Sure, it's much easier to have a kid who only has good days, is super agreeable, and never cries or screams. If we are being honest, as adults we don't have that kind of disposition, so why should we expect our kids to? As Klein told CNBC Make It, we shouldn't.

"We all think the way to raise our children to be happy is to make them happy. But in truth, children know how to be happy, to find joy," she said. "It is not an all-the-time feeling. ... children are allowed to be angry, sad, unhappy in some way."

Parents shouldn't always try to make their kids feel better.

Sure, it is natural for us to want to soothe our children if they are upset; no one likes to see their child hurt. Klein, however, wants parents to understand that if we rush to make it all better all the time, our kids may not be getting to the root of what is upsetting them.

That can be a whole host of different things, from giving them the wrong color socks or making them go to bed on time. Klein said that if we try to make our kids happy in those situations, they will think the negative behavior is acceptable.

The psychologist might actually be onto something.

We're parents and have totally given in to our kids when they misbehave. Babies cry when hungry or tired or they need their diapers changed because they don't know how else to communicate those feelings. But they can tell us what they need as they age and their communication skills improve.

Klein suggests we ask an upset child what they are upset about.
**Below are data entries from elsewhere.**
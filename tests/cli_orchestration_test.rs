use chrono::NaiveDate;
use loggit::boundary::BoundaryWarning;
use loggit::cli::orchestration::{
    run_append_workflow, run_branch_workflow, AppendOutcome, AppendWorkflowArgs,
};
use loggit::config::{parse_config, Config};
use loggit::git::{MockCommit, MockRepository};
use loggit::LoggitError;
use std::fs;
use std::path::Path;
use tempfile::TempDir;

fn release_date() -> NaiveDate {
    NaiveDate::from_ymd_opt(2024, 1, 1).unwrap()
}

fn append_args(dir: &Path, message: &str, also_tag: bool) -> AppendWorkflowArgs {
    let commit_msg_path = dir.join("COMMIT_EDITMSG");
    fs::write(&commit_msg_path, message).unwrap();
    AppendWorkflowArgs {
        commit_msg_path,
        also_tag,
        date: release_date(),
    }
}

fn released_repo(root: &Path) -> MockRepository {
    let mut repo = MockRepository::new(root);
    repo.commit(MockCommit::new("a1", "Initial commit", "log: first release\n"))
        .commit(MockCommit::new("b2", "Bump version to 0.1.0", ""))
        .commit(MockCommit::new("c3", "Add feature", "log: %s\n"))
        .commit(MockCommit::new("d4", "Refactor", ""))
        .commit(MockCommit::new("e5", "Fix bug", "log: fixed bug\n"));
    repo
}

#[test]
fn test_append_prepends_section_and_tags() {
    let dir = TempDir::new().unwrap();
    let repo = released_repo(dir.path());
    fs::write(dir.path().join("CHANGELOG.md"), "old stuff\n").unwrap();

    let args = append_args(dir.path(), "Bump version to 0.2.0\n", true);
    let outcome = run_append_workflow(&repo, &Config::default(), &args).unwrap();

    let summary = match outcome {
        AppendOutcome::Released(summary) => summary,
        other => panic!("expected a release, got {:?}", other),
    };
    assert_eq!(summary.version, "0.2.0");
    assert_eq!(summary.entries, vec!["fixed bug", "Add feature"]);
    assert!(summary.tagged);
    assert!(summary.warnings.is_empty());
    assert_eq!(repo.tags(), vec!["0.2.0"]);

    assert_eq!(
        fs::read_to_string(dir.path().join("CHANGELOG.md")).unwrap(),
        "# Version 0.2.0 - 2024-01-01\n* fixed bug\n* Add feature\n\nold stuff\n"
    );
}

#[test]
fn test_append_without_version_changes_nothing() {
    let dir = TempDir::new().unwrap();
    let repo = released_repo(dir.path());

    let args = append_args(dir.path(), "Fix another bug\n\nlog: more fixes\n", true);
    let outcome = run_append_workflow(&repo, &Config::default(), &args).unwrap();

    assert!(matches!(
        outcome,
        AppendOutcome::NoVersion(BoundaryWarning::NoVersionDeclared { .. })
    ));
    assert!(!dir.path().join("CHANGELOG.md").exists());
    assert!(repo.tags().is_empty());
}

#[test]
fn test_append_with_malformed_version_is_fatal() {
    let dir = TempDir::new().unwrap();
    let repo = released_repo(dir.path());

    let args = append_args(dir.path(), "Bump version to the next one\n", true);
    let err = run_append_workflow(&repo, &Config::default(), &args).unwrap_err();

    assert!(matches!(err, LoggitError::MalformedVersion(_)));
    assert!(!dir.path().join("CHANGELOG.md").exists());
    assert!(repo.tags().is_empty());
}

#[test]
fn test_append_with_unreadable_message_is_fatal() {
    let dir = TempDir::new().unwrap();
    let repo = released_repo(dir.path());
    let args = AppendWorkflowArgs {
        commit_msg_path: dir.path().join("missing"),
        also_tag: true,
        date: release_date(),
    };

    let err = run_append_workflow(&repo, &Config::default(), &args).unwrap_err();
    assert!(matches!(err, LoggitError::CommitMessage(_)));
}

#[test]
fn test_append_first_release_scans_whole_history() {
    let dir = TempDir::new().unwrap();
    let mut repo = MockRepository::new(dir.path());
    repo.commit(MockCommit::new("a1", "Initial commit", "log: %s\n"))
        .commit(MockCommit::new("b2", "Add docs", "log: documentation\n"));

    let args = append_args(dir.path(), "Bump version to 1.0.0", false);
    let outcome = run_append_workflow(&repo, &Config::default(), &args).unwrap();

    let AppendOutcome::Released(summary) = outcome else {
        panic!("expected a release");
    };
    assert_eq!(summary.entries, vec!["documentation", "Initial commit"]);
    assert!(!summary.tagged);
    assert_eq!(summary.warnings, vec![BoundaryWarning::NoPreviousBump]);
    assert!(repo.tags().is_empty());
    assert_eq!(
        fs::read_to_string(dir.path().join("CHANGELOG.md")).unwrap(),
        "# Version 1.0.0 - 2024-01-01\n* documentation\n* Initial commit\n\n"
    );
}

#[test]
fn test_append_uses_configured_paths_and_markers() {
    let dir = TempDir::new().unwrap();
    fs::create_dir(dir.path().join("docs")).unwrap();
    let mut repo = MockRepository::new(dir.path());
    repo.commit(MockCommit::new("a1", "Release 1.0", ""))
        .commit(MockCommit::new("b2", "Speed up", "note: USE-SUBJECT\n"));

    let config = parse_config(
        r###"{
            "BumpVersionMsg": "Release",
            "VersionRegexpStr": "\\d+\\.\\d+",
            "LogGitTrailer": "note:",
            "UseCommitTitleMsg": "USE-SUBJECT",
            "ChangelogRelativePath": "docs/NEWS.md",
            "VersionHeader": "## "
        }"###,
    )
    .unwrap();

    let args = append_args(dir.path(), "Release 1.1", false);
    run_append_workflow(&repo, &config, &args).unwrap();

    assert_eq!(
        fs::read_to_string(dir.path().join("docs/NEWS.md")).unwrap(),
        "## 1.1 - 2024-01-01\n* Speed up\n\n"
    );
}

#[test]
fn test_duplicate_tag_fails_after_changelog_written() {
    let dir = TempDir::new().unwrap();
    let repo = released_repo(dir.path());
    loggit::git::Repository::create_tag(&repo, "0.2.0").unwrap();

    let args = append_args(dir.path(), "Bump version to 0.2.0\n", true);
    let err = run_append_workflow(&repo, &Config::default(), &args).unwrap_err();
    assert!(matches!(err, LoggitError::Tag(_)));
}

#[test]
fn test_branch_workflow_writes_branch_changelog() {
    let dir = TempDir::new().unwrap();
    let mut repo = MockRepository::new(dir.path());
    repo.commit(MockCommit::new("a1", "Initial commit", "log: base work\n"))
        .commit(MockCommit::new("b2", "Master tip", "log: master work\n"))
        .commit(MockCommit::new("c3", "Start login", "log: %s\n"))
        .commit(MockCommit::new("d4", "Style login", ""))
        .commit(MockCommit::new("e5", "Finish login", "log: login page\n"));
    repo.set_branch("master", "b2")
        .set_branch("feature/login", "e5")
        .checkout(Some("feature/login"));

    let summary = run_branch_workflow(&repo, &Config::default()).unwrap();

    assert_eq!(summary.branch, "feature/login");
    assert_eq!(summary.entries, vec!["login page", "Start login"]);
    assert_eq!(summary.path, dir.path().join("feature-login-CHANGELOG.md"));
    assert_eq!(
        fs::read_to_string(&summary.path).unwrap(),
        "* login page\n* Start login\n"
    );
    assert!(repo.tags().is_empty());
}

#[test]
fn test_branch_workflow_detached_head_is_fatal() {
    let dir = TempDir::new().unwrap();
    let mut repo = released_repo(dir.path());
    repo.set_branch("master", "e5").checkout(None);

    let err = run_branch_workflow(&repo, &Config::default()).unwrap_err();
    assert!(matches!(err, LoggitError::Branch(_)));
}

#[test]
fn test_branch_workflow_without_entries_warns() {
    let dir = TempDir::new().unwrap();
    let mut repo = MockRepository::new(dir.path());
    repo.commit(MockCommit::new("r0", "Initial commit", ""))
        .commit(MockCommit::new("a1", "Master work", ""))
        .commit(MockCommit::new("b2", "Topic work", ""));
    repo.set_branch("master", "a1")
        .set_branch("topic", "b2")
        .checkout(Some("topic"));

    let summary = run_branch_workflow(&repo, &Config::default()).unwrap();
    assert!(summary.entries.is_empty());
    assert_eq!(summary.warnings.len(), 1);
    assert_eq!(fs::read_to_string(&summary.path).unwrap(), "");
}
She told CNBC Make It that parents should acknowledge the frustration but stay firm.

"Strength comes from being able to have these pretty intense emotions, like anger, [then] handling it and knowing that' Mommy or Daddy is still there for me, they're not upset with me, they're not going to cast me aside," Klein told the news outlet via Today.

In the end, children probably will be happy anyway.

Klein said if a child's life is OK, that person will grow up happy. CNBC Make it reported that a kid who can manage emotions young and shows resilience will grow up to be a successful adult.

But if kids are afraid to express negative feelings and bottle them up, they may begin to feel shame about feeling upset. Klein explained a child might think things like, "I'm angry; I must be bad. There must be something wrong with me."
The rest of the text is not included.